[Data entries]
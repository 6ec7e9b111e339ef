//! Command-line options for repo-sweep.

use std::path::PathBuf;

use clap::{Parser, Subcommand};
use sweep_core::{SweepConfig, SweepError};

/// Command-line arguments for repo-sweep.
#[derive(Parser, Debug)]
#[command(author, version, about = "List and empty ECR repositories ahead of stack deletion")]
pub struct CliOptions {
    /// AWS region of the registry
    #[arg(long, global = true)]
    pub region: Option<String>,

    /// Registry endpoint override, e.g. an emulator
    #[arg(long, global = true)]
    pub endpoint_url: Option<String>,

    /// Account id owning the registry
    #[arg(long, global = true)]
    pub registry_id: Option<String>,

    /// Images requested per ListImages page
    #[arg(long, global = true)]
    pub page_size: Option<i32>,

    /// Enable debug logging
    #[arg(short, long, global = true)]
    pub debug: bool,

    #[command(subcommand)]
    pub command: Command,
}

#[derive(Subcommand, Debug, PartialEq)]
pub enum Command {
    /// List every image in a repository
    List {
        /// Repository name
        repository: String,
    },

    /// Delete every image in a repository
    Empty {
        /// Repository name
        repository: String,

        /// Only report what would be deleted
        #[arg(long)]
        dry_run: bool,
    },

    /// Run a custom resource event file through the lifecycle handler
    Invoke {
        /// Path to the event JSON
        #[arg(short, long)]
        event: PathBuf,
    },
}

impl CliOptions {
    /// Overlay command-line flags on top of environment configuration.
    pub fn apply(&self, mut config: SweepConfig) -> Result<SweepConfig, SweepError> {
        if let Some(region) = &self.region {
            config.region = Some(region.clone());
        }
        if let Some(endpoint_url) = &self.endpoint_url {
            config.endpoint_url = Some(endpoint_url.clone());
        }
        if let Some(registry_id) = &self.registry_id {
            config.registry_id = Some(registry_id.clone());
        }
        if self.page_size.is_some() {
            config.page_size = self.page_size;
        }

        config.validate()?;
        Ok(config)
    }
}
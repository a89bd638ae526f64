use std::io::{BufRead, BufReader, Write};
use std::path::PathBuf;
use std::process::{Command, Stdio};

use thiserror::Error;

/// Exit code used when yt-dlp could not be started at all.
pub const LAUNCH_FAILURE_EXIT_CODE: i32 = 127;

#[derive(Debug, Error)]
pub enum LaunchError {
    #[error("could not start {path}: {source}")]
    Spawn {
        path: PathBuf,
        source: std::io::Error,
    },
    #[error("lost contact with {path}: {source}")]
    Io {
        path: PathBuf,
        source: std::io::Error,
    },
}

#[derive(Debug, Clone, PartialEq, Eq)]
pub struct Invocation {
    pub working_dir: PathBuf,
    pub executable: PathBuf,
    pub args: Vec<String>,
}

/// Run the child to completion, relaying its stdout to `out` line by line.
///
/// stdin and stderr are inherited. Each line is flushed as soon as it is read
/// so progress shows up live, and bytes are passed through untouched. Returns
/// the child's exit code, or -1 when it was killed without one.
pub fn run(invocation: &Invocation, out: &mut dyn Write) -> Result<i32, LaunchError> {
    let path = &invocation.executable;
    tracing::debug!("running {} {:?}", path.display(), invocation.args);

    let mut child = Command::new(path)
        .args(&invocation.args)
        .current_dir(&invocation.working_dir)
        .stdin(Stdio::inherit())
        .stdout(Stdio::piped())
        .stderr(Stdio::inherit())
        .spawn()
        .map_err(|source| LaunchError::Spawn {
            path: path.clone(),
            source,
        })?;

    if let Some(stdout) = child.stdout.take() {
        relay_lines(BufReader::new(stdout), out);
    }

    // Always reap the child, even when the relay gave up early.
    let status = child.wait().map_err(|source| LaunchError::Io {
        path: path.clone(),
        source,
    })?;
    tracing::debug!("{} exited with {}", path.display(), status);
    Ok(status.code().unwrap_or(-1))
}

/// Copy `reader` to `out` one line at a time until EOF or a read error.
fn relay_lines(mut reader: impl BufRead, out: &mut dyn Write) {
    let mut line = Vec::new();
    loop {
        line.clear();
        match reader.read_until(b'\n', &mut line) {
            Ok(0) => return,
            Ok(_) => {}
            Err(e) => {
                tracing::warn!("stopped relaying yt-dlp output: {}", e);
                return;
            }
        }
        // A closed console must not stop the download.
        if let Err(e) = out.write_all(&line).and_then(|()| out.flush()) {
            tracing::debug!("stdout relay failed: {}", e);
        }
    }
}
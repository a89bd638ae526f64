use std::io::Read;

use regex::Regex;
use serde::Deserialize;
use thiserror::Error;

/// The GitHub API rejects requests with an empty or library-default user agent.
pub const USER_AGENT: &str = "Mozilla/5.0 (Windows NT 6.1; Win64; x64) AppleWebKit/537.36 \
    (KHTML, like Gecko) Chrome/79.0.3945.117 Safari/537.36";

#[derive(Debug, Clone, PartialEq, Eq, Deserialize)]
pub struct Release {
    #[serde(rename = "tag_name")]
    pub tag: String,
    pub assets: Vec<Asset>,
}

#[derive(Debug, Clone, PartialEq, Eq, Deserialize)]
pub struct Asset {
    pub name: String,
    #[serde(rename = "browser_download_url")]
    pub url: String,
}

impl Release {
    /// First asset whose name equals `name`.
    pub fn asset_named(&self, name: &str) -> Option<&Asset> {
        self.assets.iter().find(|a| a.name == name)
    }

    /// First asset whose name matches `pattern` anywhere.
    pub fn asset_matching(&self, pattern: &Regex) -> Option<&Asset> {
        self.assets.iter().find(|a| pattern.is_match(&a.name))
    }
}

#[derive(Debug, Error)]
pub enum ReleaseError {
    #[error("request failed: {0}")]
    Network(#[from] reqwest::Error),
    #[error("malformed release metadata: {0}")]
    Parse(#[from] serde_json::Error),
}

/// Where release metadata and asset bodies come from.
pub trait ReleaseSource {
    fn latest_release(&self, api_url: &str) -> Result<Release, ReleaseError>;

    /// Open `url` for reading. The body is streamed, not buffered.
    fn download(&self, url: &str) -> Result<Box<dyn Read>, ReleaseError>;
}

pub fn parse_release(body: &str) -> Result<Release, ReleaseError> {
    Ok(serde_json::from_str(body)?)
}

/// GitHub releases over a blocking reqwest client, with no request timeout.
pub struct GitHubClient {
    client: reqwest::blocking::Client,
}

impl GitHubClient {
    pub fn new() -> Result<Self, ReleaseError> {
        Self::with_builder(reqwest::blocking::Client::builder())
    }

    fn with_builder(builder: reqwest::blocking::ClientBuilder) -> Result<Self, ReleaseError> {
        let client = builder.user_agent(USER_AGENT).timeout(None).build()?;
        Ok(GitHubClient { client })
    }
}

impl ReleaseSource for GitHubClient {
    fn latest_release(&self, api_url: &str) -> Result<Release, ReleaseError> {
        tracing::debug!(url = api_url, "fetching release metadata");
        let body = self.client.get(api_url).send()?.error_for_status()?.text()?;
        parse_release(&body)
    }

    fn download(&self, url: &str) -> Result<Box<dyn Read>, ReleaseError> {
        tracing::debug!(url, "downloading asset");
        let response = self.client.get(url).send()?.error_for_status()?;
        Ok(Box::new(response))
    }
}
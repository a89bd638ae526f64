use std::path::{Path, PathBuf};

use regex::Regex;
use thiserror::Error;

pub const YTDLP_RELEASES_URL: &str = "https://api.github.com/repos/yt-dlp/yt-dlp/releases/latest";
pub const FFMPEG_RELEASES_URL: &str =
    "https://api.github.com/repos/BtbN/FFmpeg-Builds/releases/latest";

/// BtbN nightly Windows build, e.g. `ffmpeg-N-118000-gabcdef-win64-gpl.zip`.
pub const WIN64_FFMPEG_ASSET: &str = r"ffmpeg-N-.+-win64-gpl\.zip";

/// BtbN only ships zips for Windows; elsewhere the asset must be configured.
pub const DEFAULT_FFMPEG_ASSET: Option<&str> = if cfg!(windows) {
    Some(WIN64_FFMPEG_ASSET)
} else {
    None
};

/// File name of the wrapped downloader next to the launcher.
pub const YTDLP_FILE: &str = if cfg!(windows) { "yt-dlp.exe" } else { "yt-dlp" };

/// Release asset that holds the standalone build for this platform.
pub const YTDLP_ASSET: &str = if cfg!(windows) {
    "yt-dlp.exe"
} else if cfg!(target_os = "macos") {
    "yt-dlp_macos"
} else {
    "yt-dlp_linux"
};

pub const FFMPEG_FILE: &str = if cfg!(windows) { "ffmpeg.exe" } else { "ffmpeg" };

#[derive(Debug)]
pub struct LauncherConfig {
    pub install_dir: PathBuf, // directory of the launcher (or YT_DL_INSTALL_DIR)
    pub ytdlp_path: PathBuf,  // install_dir/yt-dlp(.exe)
    pub ytdlp_asset: String,
    pub ytdlp_releases_url: String,
    pub ffmpeg_path: PathBuf, // install_dir/ffmpeg(.exe)
    pub ffmpeg_asset: Option<Regex>, // YT_DL_FFMPEG_ASSET
    pub ffmpeg_releases_url: String,
    pub skip_update: bool, // YT_DL_NO_UPDATE_CHECK=1
    pub no_dialog: bool,   // YT_DL_NO_DIALOG=1
}

#[derive(Debug, Error)]
pub enum ConfigError {
    #[error("could not locate the launcher executable: {0}")]
    NoExePath(#[from] std::io::Error),
    #[error("launcher executable has no parent directory")]
    NoExeDir,
    #[error("invalid ffmpeg asset pattern {pattern:?}: {source}")]
    BadAssetPattern {
        pattern: String,
        source: regex::Error,
    },
}

impl LauncherConfig {
    /// Configuration rooted at `install_dir` with every other setting at its default.
    pub fn for_dir(install_dir: &Path) -> Result<Self, ConfigError> {
        Ok(LauncherConfig {
            install_dir: install_dir.to_path_buf(),
            ytdlp_path: install_dir.join(YTDLP_FILE),
            ytdlp_asset: YTDLP_ASSET.to_string(),
            ytdlp_releases_url: YTDLP_RELEASES_URL.to_string(),
            ffmpeg_path: install_dir.join(FFMPEG_FILE),
            ffmpeg_asset: DEFAULT_FFMPEG_ASSET.map(asset_pattern).transpose()?,
            ffmpeg_releases_url: FFMPEG_RELEASES_URL.to_string(),
            skip_update: false,
            no_dialog: false,
        })
    }
}

fn asset_pattern(pattern: &str) -> Result<Regex, ConfigError> {
    Regex::new(pattern).map_err(|source| ConfigError::BadAssetPattern {
        pattern: pattern.to_string(),
        source,
    })
}

/// Directory containing the running launcher.
pub fn launcher_dir() -> Result<PathBuf, ConfigError> {
    let exe = std::env::current_exe()?;
    exe.parent()
        .map(Path::to_path_buf)
        .ok_or(ConfigError::NoExeDir)
}

pub fn launcher_config() -> Result<LauncherConfig, ConfigError> {
    let install_dir = match std::env::var_os("YT_DL_INSTALL_DIR") {
        Some(v) => PathBuf::from(v),
        None => launcher_dir()?,
    };

    let mut config = LauncherConfig::for_dir(&install_dir)?;

    if let Ok(pattern) = std::env::var("YT_DL_FFMPEG_ASSET") {
        config.ffmpeg_asset = Some(asset_pattern(&pattern)?);
    }

    config.skip_update = flag_set("YT_DL_NO_UPDATE_CHECK");
    config.no_dialog = flag_set("YT_DL_NO_DIALOG");

    Ok(config)
}

fn flag_set(name: &str) -> bool {
    std::env::var(name).map(|v| v == "1").unwrap_or(false)
}
use std::fs::File;
use std::path::{Path, PathBuf};

use thiserror::Error;

use crate::config::LauncherConfig;
use crate::release::{ReleaseError, ReleaseSource};

#[derive(Debug, Error)]
pub enum UpdateError {
    #[error(transparent)]
    Release(#[from] ReleaseError),
    #[error("couldn't find asset {0:?} in the release manifest")]
    AssetNotFound(String),
    #[error("failed to write {path}: {source}")]
    Io {
        path: PathBuf,
        source: std::io::Error,
    },
}

#[derive(Debug, PartialEq, Eq)]
pub enum UpdateOutcome {
    UpToDate,
    Updated { from: Option<String>, to: String },
}

/// Reports the version embedded in an installed executable.
pub trait VersionSource {
    fn version(&self, path: &Path) -> Option<String>;
}

/// Asks the executable itself: `yt-dlp --version` prints the release tag.
pub struct CommandVersion;

impl VersionSource for CommandVersion {
    fn version(&self, path: &Path) -> Option<String> {
        if !path.exists() {
            return None;
        }
        let output = std::process::Command::new(path)
            .arg("--version")
            .output()
            .inspect_err(|e| tracing::warn!("could not run {}: {}", path.display(), e))
            .ok()?;
        if !output.status.success() {
            return None;
        }
        let version = String::from_utf8_lossy(&output.stdout).trim().to_string();
        (!version.is_empty()).then_some(version)
    }
}

/// Bring `config.ytdlp_path` to the latest published release.
///
/// Downloads only when the release tag differs from the installed version,
/// including when nothing is installed yet.
pub fn update_ytdlp(
    config: &LauncherConfig,
    source: &dyn ReleaseSource,
    versions: &dyn VersionSource,
) -> Result<UpdateOutcome, UpdateError> {
    let path = &config.ytdlp_path;
    let installed = versions.version(path);
    let release = source.latest_release(&config.ytdlp_releases_url)?;

    if installed.as_deref() == Some(release.tag.as_str()) {
        tracing::debug!("yt-dlp {} is current", release.tag);
        return Ok(UpdateOutcome::UpToDate);
    }

    tracing::info!("downloading new yt-dlp version {} ...", release.tag);
    let asset = release
        .asset_named(&config.ytdlp_asset)
        .ok_or_else(|| UpdateError::AssetNotFound(config.ytdlp_asset.clone()))?;

    let mut body = source.download(&asset.url)?;
    replace_file(path, &mut body).map_err(|source| UpdateError::Io {
        path: path.clone(),
        source,
    })?;

    Ok(UpdateOutcome::Updated {
        from: installed,
        to: release.tag,
    })
}

/// Stream `body` into `<path>.new`, mark it executable, then rename over `path`.
/// The temp file is removed if anything fails before the rename.
pub fn replace_file(path: &Path, body: &mut dyn std::io::Read) -> std::io::Result<()> {
    let mut new_name = path.as_os_str().to_owned();
    new_name.push(".new");
    let new_path = PathBuf::from(new_name);

    let written = write_executable(&new_path, body);
    if written.is_err() {
        let _ = std::fs::remove_file(&new_path);
        return written;
    }

    std::fs::rename(&new_path, path).inspect_err(|_| {
        let _ = std::fs::remove_file(&new_path);
    })
}

fn write_executable(path: &Path, body: &mut dyn std::io::Read) -> std::io::Result<()> {
    let mut file = File::create(path)?;
    std::io::copy(body, &mut file)?;
    file.sync_all()?;

    #[cfg(unix)]
    {
        use std::os::unix::fs::PermissionsExt;
        std::fs::set_permissions(path, std::fs::Permissions::from_mode(0o755))?;
    }
    Ok(())
}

**Directions for this task**
Start at the first line of the entries and stop at the line that contains "pub struct CliOptions". Repeat every line in that span exactly, and nothing beyond it.

**Solution below**
repository 6ec7e9b111e339ef
//! Command-line options for repo-sweep.

use std::path::PathBuf;

use clap::{Parser, Subcommand};
use sweep_core::{SweepConfig, SweepError};

/// Command-line arguments for repo-sweep.
#[derive(Parser, Debug)]
#[command(author, version, about = "List and empty ECR repositories ahead of stack deletion")]
pub struct CliOptions {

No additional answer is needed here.